Today, the Twitter engineering team released another very interesting Open Source R package for working with time series data: “AnomalyDetection“. This package uses the Seasonal Hybrid ESD (S-H-ESD) algorithm to identify local anomalies (= variations inside seasonal patterns) and global anomalies (= variations that cannot be explained with seasonal patterns).
As a kind of warm up and practical exploration of the new package, here’s a short example on how to download Wikipedia PageView statistics and mine them for anomalies (inspired by this blog post, where this package wasn’t available yet):
First, we install and load the necessary packages:
library(RJSONIO) library(RCurl) library(ggplot2) install.packages("devtools") devtools::install_github("twitter/AnomalyDetection") library(AnomalyDetection)
Then we choose an interesting Wikipedia page and download the last 90 days of PageView statistics:
page <- "USA" raw_data <- getURL(paste("http://stats.grok.se/json/en/latest90/", page, sep="")) data <- fromJSON(raw_data) views <- data.frame(timestamp=paste(names(data$daily_views), " 12:00:00", sep=""), stringsAsFactors=F) views$count <- data$daily_views views$timestamp <- as.POSIXlt(views$timestamp) # Transform to POSIX datetime views <- views[order(views$timestamp),]

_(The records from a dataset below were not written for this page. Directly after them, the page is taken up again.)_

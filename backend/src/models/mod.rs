//! Domain models for the generated day

pub mod container;
pub mod ship;

// Re-exports
pub use container::{ContainerFields, ContainerRecord, NO_ZONE};
pub use ship::ShipRecord;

I also did some pre-processing and transformation of the dates in POSIX datetime format. A first plot shows this pattern:
ggplot(views, aes(timestamp, count)) + geom_line() + scale_x_datetime() + xlab("") + ylab("views")
Now, let’s look for anomalies. The usual way would be to feed a dataframe with a date-time and a value column into the AnomalyDetection function AnomalyDetectionTs(). But in this case, this doesn’t work because our data is much too coarse. It doesn’t seem to work with data on days. So, we use the more generic function AnomalyDetectionVec() that just needs the values and some definition of a period. In this case, the period is 7 (= 7 days for one week):
res = AnomalyDetectionVec(views$count, max_anoms=0.05, direction='both', plot=TRUE, period=7) res$plot
In our case, the algorithm has discovered 4 anomalies. The first on October 30 2014 being an exceptionally high value overall, the second is a very high Sunday, the third a high value overall and the forth a high Saturday (normally, this day is also quite weak).
Sooo-cool!
If you want to do this with more time points though, use the wikipediatrend package for convenience access statistics directly downloaded into your R-session. See also [here] for a quick introduction to package use.
Thanks Peter for your handy package.
Combined with Benedikt original post I was able to detect anomalies on Marie Currie’s Wikipedia page.
Thanks both of you.
This is cool! I’m just getting into time-series concepts and these packages look promising, but how does this type of analysis differ from methods used to find global and local maxima/minima? For example, like the one implemented in pastec’s turnpoints() function?
Interesting review! But how can I render some date labels on x axis?